Work instruction: Read through the lines below for the string "clicks" and copy each one that has it.

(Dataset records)

-- Opening Marker --

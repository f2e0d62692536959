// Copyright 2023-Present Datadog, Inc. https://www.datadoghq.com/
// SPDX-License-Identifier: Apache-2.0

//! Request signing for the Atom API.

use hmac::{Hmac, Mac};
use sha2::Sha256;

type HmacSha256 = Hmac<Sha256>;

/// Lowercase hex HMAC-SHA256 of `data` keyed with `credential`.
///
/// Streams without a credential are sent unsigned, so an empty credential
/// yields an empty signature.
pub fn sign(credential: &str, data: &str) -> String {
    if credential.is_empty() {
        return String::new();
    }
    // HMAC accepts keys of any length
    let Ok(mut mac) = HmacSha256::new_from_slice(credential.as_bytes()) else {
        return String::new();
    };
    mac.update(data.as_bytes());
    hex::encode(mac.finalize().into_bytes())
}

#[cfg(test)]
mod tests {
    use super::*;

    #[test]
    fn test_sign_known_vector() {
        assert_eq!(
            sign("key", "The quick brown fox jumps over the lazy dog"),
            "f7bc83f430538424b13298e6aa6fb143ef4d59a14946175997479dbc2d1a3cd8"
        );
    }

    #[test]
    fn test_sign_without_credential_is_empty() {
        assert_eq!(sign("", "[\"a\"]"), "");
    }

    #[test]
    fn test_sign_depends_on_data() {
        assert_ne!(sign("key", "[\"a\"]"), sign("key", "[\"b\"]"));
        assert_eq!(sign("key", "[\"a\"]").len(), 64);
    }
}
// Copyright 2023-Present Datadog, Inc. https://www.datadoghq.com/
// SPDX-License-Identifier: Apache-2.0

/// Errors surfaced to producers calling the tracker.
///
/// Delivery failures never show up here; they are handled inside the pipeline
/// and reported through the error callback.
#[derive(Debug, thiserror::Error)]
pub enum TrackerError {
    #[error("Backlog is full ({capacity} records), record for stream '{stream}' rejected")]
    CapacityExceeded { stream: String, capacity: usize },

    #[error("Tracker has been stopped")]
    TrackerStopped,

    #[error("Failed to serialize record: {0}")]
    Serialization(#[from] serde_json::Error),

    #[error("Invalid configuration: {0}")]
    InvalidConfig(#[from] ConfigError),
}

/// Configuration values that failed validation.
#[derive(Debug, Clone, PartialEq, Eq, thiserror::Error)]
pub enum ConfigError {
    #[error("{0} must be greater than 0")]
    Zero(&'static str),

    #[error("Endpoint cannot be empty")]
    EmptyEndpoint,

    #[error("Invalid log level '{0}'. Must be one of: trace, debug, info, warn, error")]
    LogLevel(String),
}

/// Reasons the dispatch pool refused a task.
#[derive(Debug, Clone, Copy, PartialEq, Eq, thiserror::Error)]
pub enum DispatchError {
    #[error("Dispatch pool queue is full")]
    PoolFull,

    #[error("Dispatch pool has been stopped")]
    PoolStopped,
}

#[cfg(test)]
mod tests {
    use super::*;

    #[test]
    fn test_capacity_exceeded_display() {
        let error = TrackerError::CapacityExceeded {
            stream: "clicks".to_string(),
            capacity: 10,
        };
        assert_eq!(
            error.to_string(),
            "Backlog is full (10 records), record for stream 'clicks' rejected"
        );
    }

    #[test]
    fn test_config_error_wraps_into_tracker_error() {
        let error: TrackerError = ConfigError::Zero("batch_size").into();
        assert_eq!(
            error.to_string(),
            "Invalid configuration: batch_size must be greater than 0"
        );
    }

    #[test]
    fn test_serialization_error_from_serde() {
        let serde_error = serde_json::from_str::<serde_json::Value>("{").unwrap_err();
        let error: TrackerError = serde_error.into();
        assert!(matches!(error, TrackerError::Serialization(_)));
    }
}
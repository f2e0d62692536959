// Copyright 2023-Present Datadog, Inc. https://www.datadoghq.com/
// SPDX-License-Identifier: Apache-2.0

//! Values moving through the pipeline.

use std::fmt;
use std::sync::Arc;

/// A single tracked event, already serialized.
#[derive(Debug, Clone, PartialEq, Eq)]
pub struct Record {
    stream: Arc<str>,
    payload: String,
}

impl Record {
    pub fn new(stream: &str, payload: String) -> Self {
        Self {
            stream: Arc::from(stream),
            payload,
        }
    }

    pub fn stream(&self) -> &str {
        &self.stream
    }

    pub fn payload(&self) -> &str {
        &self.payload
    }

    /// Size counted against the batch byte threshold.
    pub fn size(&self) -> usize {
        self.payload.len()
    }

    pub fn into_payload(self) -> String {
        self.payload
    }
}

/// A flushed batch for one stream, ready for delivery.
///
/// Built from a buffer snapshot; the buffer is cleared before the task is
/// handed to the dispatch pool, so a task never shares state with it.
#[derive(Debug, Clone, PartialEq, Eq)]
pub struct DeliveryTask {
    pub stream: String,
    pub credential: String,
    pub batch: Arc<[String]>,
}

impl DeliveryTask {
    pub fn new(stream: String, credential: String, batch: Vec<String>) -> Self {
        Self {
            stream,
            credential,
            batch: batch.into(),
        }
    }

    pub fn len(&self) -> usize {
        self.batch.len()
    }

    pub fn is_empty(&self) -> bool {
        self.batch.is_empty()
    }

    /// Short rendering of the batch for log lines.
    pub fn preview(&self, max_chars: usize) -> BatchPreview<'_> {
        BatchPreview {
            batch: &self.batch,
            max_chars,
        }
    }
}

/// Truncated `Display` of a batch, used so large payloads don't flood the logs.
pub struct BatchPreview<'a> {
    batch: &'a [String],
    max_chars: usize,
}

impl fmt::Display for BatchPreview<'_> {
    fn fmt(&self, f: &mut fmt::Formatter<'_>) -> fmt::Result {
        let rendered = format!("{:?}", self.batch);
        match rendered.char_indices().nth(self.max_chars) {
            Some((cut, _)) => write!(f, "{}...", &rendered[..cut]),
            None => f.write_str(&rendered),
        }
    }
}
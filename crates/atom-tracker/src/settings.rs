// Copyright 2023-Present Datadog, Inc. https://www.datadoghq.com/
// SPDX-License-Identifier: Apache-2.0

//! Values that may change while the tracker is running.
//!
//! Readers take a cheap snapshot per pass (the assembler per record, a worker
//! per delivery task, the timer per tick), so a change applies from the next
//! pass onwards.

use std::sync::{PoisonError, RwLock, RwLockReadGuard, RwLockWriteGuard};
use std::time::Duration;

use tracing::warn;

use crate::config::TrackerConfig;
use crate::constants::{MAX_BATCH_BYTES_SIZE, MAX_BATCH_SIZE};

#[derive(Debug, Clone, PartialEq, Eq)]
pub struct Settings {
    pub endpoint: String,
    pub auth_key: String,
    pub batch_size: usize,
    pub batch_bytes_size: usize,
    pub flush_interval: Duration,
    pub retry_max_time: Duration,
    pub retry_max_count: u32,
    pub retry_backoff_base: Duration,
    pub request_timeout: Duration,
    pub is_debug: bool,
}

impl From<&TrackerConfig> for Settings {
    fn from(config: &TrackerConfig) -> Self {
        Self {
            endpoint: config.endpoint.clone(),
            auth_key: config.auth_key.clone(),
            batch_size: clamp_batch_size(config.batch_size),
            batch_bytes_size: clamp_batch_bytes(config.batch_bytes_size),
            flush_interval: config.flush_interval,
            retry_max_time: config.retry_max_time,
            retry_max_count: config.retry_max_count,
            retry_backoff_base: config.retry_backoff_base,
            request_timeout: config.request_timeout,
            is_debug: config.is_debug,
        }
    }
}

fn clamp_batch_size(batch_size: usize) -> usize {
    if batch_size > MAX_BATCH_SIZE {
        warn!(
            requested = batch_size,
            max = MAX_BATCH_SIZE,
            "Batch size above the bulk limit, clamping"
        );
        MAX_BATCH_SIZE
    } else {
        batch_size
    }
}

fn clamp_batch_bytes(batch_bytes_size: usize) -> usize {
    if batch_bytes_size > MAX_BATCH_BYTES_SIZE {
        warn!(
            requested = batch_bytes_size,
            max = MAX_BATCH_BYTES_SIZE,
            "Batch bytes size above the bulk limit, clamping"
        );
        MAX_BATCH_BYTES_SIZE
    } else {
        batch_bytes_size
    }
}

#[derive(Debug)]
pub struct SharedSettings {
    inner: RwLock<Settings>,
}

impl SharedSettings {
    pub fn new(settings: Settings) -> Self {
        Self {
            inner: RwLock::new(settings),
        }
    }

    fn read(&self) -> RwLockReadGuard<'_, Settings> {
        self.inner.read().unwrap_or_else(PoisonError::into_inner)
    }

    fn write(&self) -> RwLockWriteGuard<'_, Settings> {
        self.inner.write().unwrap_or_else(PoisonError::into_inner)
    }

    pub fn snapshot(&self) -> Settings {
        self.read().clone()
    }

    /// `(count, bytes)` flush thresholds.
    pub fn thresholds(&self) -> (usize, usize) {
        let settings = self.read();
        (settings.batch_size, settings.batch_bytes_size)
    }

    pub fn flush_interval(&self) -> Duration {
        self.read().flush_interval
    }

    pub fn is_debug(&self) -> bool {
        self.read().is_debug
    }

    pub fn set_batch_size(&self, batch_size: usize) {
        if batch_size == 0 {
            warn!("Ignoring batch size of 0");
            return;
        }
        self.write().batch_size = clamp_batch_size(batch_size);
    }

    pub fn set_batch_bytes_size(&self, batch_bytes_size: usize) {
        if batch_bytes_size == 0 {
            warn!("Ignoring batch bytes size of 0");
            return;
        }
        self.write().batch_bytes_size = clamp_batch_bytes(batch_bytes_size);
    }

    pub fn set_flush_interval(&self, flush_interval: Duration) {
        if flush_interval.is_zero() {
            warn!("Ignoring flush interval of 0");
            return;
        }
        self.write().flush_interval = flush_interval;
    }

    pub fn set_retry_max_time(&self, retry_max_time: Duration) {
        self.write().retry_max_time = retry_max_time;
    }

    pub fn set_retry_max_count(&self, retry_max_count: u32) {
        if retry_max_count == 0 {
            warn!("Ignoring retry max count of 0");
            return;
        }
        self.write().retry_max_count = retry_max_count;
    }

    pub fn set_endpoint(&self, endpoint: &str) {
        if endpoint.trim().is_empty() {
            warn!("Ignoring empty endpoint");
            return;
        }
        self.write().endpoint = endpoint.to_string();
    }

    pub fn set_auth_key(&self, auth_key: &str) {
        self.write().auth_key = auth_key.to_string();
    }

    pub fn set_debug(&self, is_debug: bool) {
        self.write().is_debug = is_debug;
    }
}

-- Closing Marker --

Exercise output:
            stream: "clicks".to_string(),
            "Backlog is full (10 records), record for stream 'clicks' rejected"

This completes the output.